Stocks aren't depreciate always and bonds are safe but return is not at par the money power depreciate. Therefore with good ideas and regular savvy tactics, you can still achieve your retirement goals.

What does retirement mean?

It means that you will no longer be actively working or earning any salary income. As a result, you need to live off the savings that you would have made during the peak of your income earning years. During your retired years, you depend on this pool of capital you have created in your actively working years

Advantages of retirement planning

  1. Avoiding a dramatic hit to your lifestyle post retirement
  2. Most of the retirement investment plans offer you significant tax benefits.
  3. Providing financial protection to your dependents.

The best time to start planning for retirement

The mantra is to start retirement planning at an early age. Because our earnings capacity will deplete as we age. So, its best to take advantage of our earnings capacity today to protect our future when we are not actively earning.

The best planning for retirement is to start investment in pension plans - understand why to invest in pension plans ?

Pension plans are offered by insurance companies to help individuals build a retirement corpus. On maturity this corpus is invested for generating a regular income stream, which is referred to as pension or annuity. Pension plans are distinct from life insurance plans, which are taken to cover risk in case of an unfortunate event. Therefore pension plans are being considered the best retirement planning.

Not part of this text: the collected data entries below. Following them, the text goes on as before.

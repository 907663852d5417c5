use actix_web::dev::Server;
use actix_web::{web, App, HttpServer};
use std::net::TcpListener;
use std::sync::Arc;

use crate::logger::LoggerMiddleware;
use crate::middleware::JwtMiddleware;
use crate::routes::{get_account, health_check, login, logout, me, refresh, signup};
use crate::session::SessionManager;

// Request bodies are a handful of short strings.
const MAX_JSON_PAYLOAD: usize = 4 * 1024;

pub fn run(listener: TcpListener, sessions: Arc<SessionManager>) -> Result<Server, std::io::Error> {
    let sessions_data = web::Data::from(sessions.clone());

    let server = HttpServer::new(move || {
        App::new()
            .wrap(LoggerMiddleware)
            .app_data(sessions_data.clone())
            .app_data(web::JsonConfig::default().limit(MAX_JSON_PAYLOAD))
            .route("/health_check", web::get().to(health_check))
            .service(
                web::scope("/accounts")
                    // Public routes
                    .route("/signup", web::post().to(signup))
                    .route("/login", web::post().to(login))
                    .route("/refresh", web::post().to(refresh))
                    // Protected routes (bearer access token, account re-checked per request)
                    .service(
                        web::resource("/me")
                            .wrap(JwtMiddleware::new(sessions.clone()))
                            .route(web::get().to(me)),
                    )
                    .service(
                        web::resource("/logout")
                            .wrap(JwtMiddleware::new(sessions.clone()))
                            .route(web::post().to(logout)),
                    )
                    .service(
                        web::resource("/{id}")
                            .wrap(JwtMiddleware::new(sessions.clone()))
                            .route(web::get().to(get_account)),
                    ),
            )
    })
    .listen(listener)?
    .run();

    Ok(server)
}
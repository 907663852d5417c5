/// Credential Store
///
/// One record per account. The store owns email uniqueness among
/// non-deleted accounts and the per-account session slot. Every lookup
/// exposed here skips soft-deleted accounts.

use async_trait::async_trait;
use chrono::{DateTime, Utc};
use serde::{Deserialize, Serialize};
use std::fmt;
use std::str::FromStr;
use uuid::Uuid;

use crate::error::DatabaseError;

mod memory;
mod postgres;

pub use memory::InMemoryCredentialStore;
pub use postgres::PgCredentialStore;

pub type Result<T> = std::result::Result<T, DatabaseError>;

#[derive(Debug, Clone, Copy, PartialEq, Eq, Default, Serialize, Deserialize)]
#[serde(rename_all = "lowercase")]
pub enum Role {
    Admin,
    #[default]
    User,
}

impl Role {
    pub fn as_str(&self) -> &'static str {
        match self {
            Role::Admin => "admin",
            Role::User => "user",
        }
    }
}

impl fmt::Display for Role {
    fn fmt(&self, f: &mut fmt::Formatter<'_>) -> fmt::Result {
        f.write_str(self.as_str())
    }
}

impl FromStr for Role {
    type Err = DatabaseError;

    fn from_str(s: &str) -> Result<Self> {
        match s {
            "admin" => Ok(Role::Admin),
            "user" => Ok(Role::User),
            other => Err(DatabaseError::UnexpectedError(format!("unknown role {:?}", other))),
        }
    }
}

/// The one live refresh token of an account: its hash and when it stops being honoured.
///
/// Hash and expiry travel together so neither can be stored without the other.
#[derive(Debug, Clone, PartialEq, Eq)]
pub struct StoredSession {
    pub token_hash: String,
    pub expires_at: DateTime<Utc>,
}

impl StoredSession {
    pub fn is_expired_at(&self, now: DateTime<Utc>) -> bool {
        self.expires_at <= now
    }
}

/// Full account record as held by the store.
///
/// `password_hash` and `session` are only populated when secrets were requested.
#[derive(Debug, Clone)]
pub struct Account {
    pub id: Uuid,
    pub email: String,
    pub role: Role,
    pub is_active: bool,
    pub password_hash: Option<String>,
    pub session: Option<StoredSession>,
    pub created_at: DateTime<Utc>,
    pub updated_at: DateTime<Utc>,
    pub deleted_at: Option<DateTime<Utc>>,
}

impl Account {
    pub fn without_secrets(mut self) -> Self {
        self.password_hash = None;
        self.session = None;
        self
    }

    pub fn to_public(&self) -> PublicAccount {
        PublicAccount {
            id: self.id,
            email: self.email.clone(),
            role: self.role,
            is_active: self.is_active,
            created_at: self.created_at,
            updated_at: self.updated_at,
        }
    }
}

/// Account view safe to hand to callers and serialize into responses
#[derive(Debug, Clone, PartialEq, Eq, Serialize, Deserialize)]
pub struct PublicAccount {
    pub id: Uuid,
    pub email: String,
    pub role: Role,
    pub is_active: bool,
    pub created_at: DateTime<Utc>,
    pub updated_at: DateTime<Utc>,
}

#[derive(Debug, Clone)]
pub struct NewAccount {
    pub email: String,
    pub password_hash: String,
    pub role: Role,
    pub is_active: bool,
}

#[derive(Debug, Clone, Default, Deserialize)]
pub struct AccountUpdate {
    pub role: Option<Role>,
    pub is_active: Option<bool>,
}

#[async_trait]
pub trait CredentialStore: Send + Sync {
    /// Look up a non-deleted account by its normalized email
    async fn find_active_by_email(&self, email: &str, include_secrets: bool)
        -> Result<Option<Account>>;

    /// Look up a non-deleted account by id
    async fn find_active_by_id(&self, id: Uuid, include_secrets: bool) -> Result<Option<Account>>;

    /// Insert a new account.
    ///
    /// Fails with `UniqueConstraintViolation` if a non-deleted account already
    /// uses the email, including when two creates race.
    async fn create(&self, account: NewAccount) -> Result<Account>;

    /// Replace the session slot in a single write. `NotFound` if the account
    /// does not exist or is deleted.
    async fn set_session(&self, id: Uuid, session: StoredSession) -> Result<()>;

    /// Replace the session only if the slot still holds `expected_hash`.
    ///
    /// Returns `false` when another writer got there first or the account is
    /// gone, so one refresh token can be redeemed at most once.
    async fn rotate_session(
        &self,
        id: Uuid,
        expected_hash: &str,
        session: StoredSession,
    ) -> Result<bool>;

    /// Clear both session fields together
    async fn clear_session(&self, id: Uuid) -> Result<()>;

    /// Change role and/or active flag of a non-deleted account
    async fn update(&self, id: Uuid, changes: AccountUpdate) -> Result<Account>;

    /// Mark the account deleted and drop its session
    async fn soft_delete(&self, id: Uuid) -> Result<()>;
}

Points to consider for the action planning

Estimate your retirement benefit would be

Your benefit payment is based on how much you earned during your working career. Higher lifetime earnings result in higher benefits. If there were some years when you did not work or had low earnings, your benefit amount may be lower than if you had worked steadily. Your benefit payment also is affected by the age at which you decide to retire. If you retire at age 6o (the earliest possible retirement age for Social Security), your benefit will be lower than if you wait until later to retire.

Action Time of Planning

The service class Indian people are more concerned about their retirement planning than other country men whereas most of US citizens do not plan for retirement and enter their retired life with little or no wealth. However, it is very important to every one to begin retirement planning early.

What would be taken into account for Retirement planning ?

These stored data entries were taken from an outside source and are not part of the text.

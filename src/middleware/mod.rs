/// Middleware module
///
/// Custom middleware for authentication.

mod jwt_middleware;

pub use jwt_middleware::JwtMiddleware;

Tips for sensible retirement dream planning

We list for you 8 easy ways you can rethink before action for retirement planning.

Step 1: Get serious, start early
Never delay in planning for retirement. Start as early as possible. Make a list of your financial goals and what you own so you recognise the gap between the reality and your dreams.

Step 2: Load Up on Life Insurance
Must be thought twice that any uneventful situation may arise in the life.

Step 3: Consider a plan
Assess your incomes and expenditure, and make provisions. For example, set aside some money for travel and medical expenditure post retirement. Make a list of things you own and those that you wish to own e.g. a car or house.

Step 4: Consult a financial advisor
If you are not in a position to make a workable plan, consult a financial advisor who will help you develop one.

Step 5: Readjust Your Portfolio
It is advisable to decrease equity exposure, and increase your investments in debt and fixed income instruments. Your financial plan needs to be monitored at regular intervals to make sure you are on target to meet your objectives.

Step 7: Consider a Flexible Retirement Job & Don't dip into your retirement savings
If you spend money from your retirement kitty to fulfill your present needs, you will lose out big in the long run. The corpus for your retirement will be that much lower. Also consider a flexible retirement job.

Types of Pension Plans

'With cover' and 'without cover' plans

Pension plans are also classified as 'with cover' and without cover' plans. The 'with cover' pension plans offer an assured life cover (i.e. sum assured) in case of an eventuality.

Under the 'without cover' pension plan, the corpus built till date (net of deductions like expenses and premiums unpaid) is given out to the nominee in case of an eventuality. There is no sum assured in this case.

'Immediate annuity' plans and 'Deferred annuity' plans

Pension plans are also classified as 'immediate annuity' plans and 'deferred annuity' plans. In case of immediate annuity plans, the annuity / pension commences within one year of having paid the premium (which is usually a one-time premium).

The premium paid for the immediate annuity policy is also known as the purchase price. Currently in India [Images], very few life insurance companies offer immediate annuity plans. LIC's Jeevan Akshay II is an example of an immediate annuity pension plan.

In case of deferred annuity, the annuity/pension does not commence immediately; it is 'deferred' up to a time, which is decided upon by the policy holder. For example, if an individual buys a pension plan with tenure of 30 years (also known as the 'deferment period'), then his annuity will begin 30 years hence.

Deferred annuity premiums can be paid as a 'single premium' or as regular premium. Presently, most pension plans available are deferred annuity plans.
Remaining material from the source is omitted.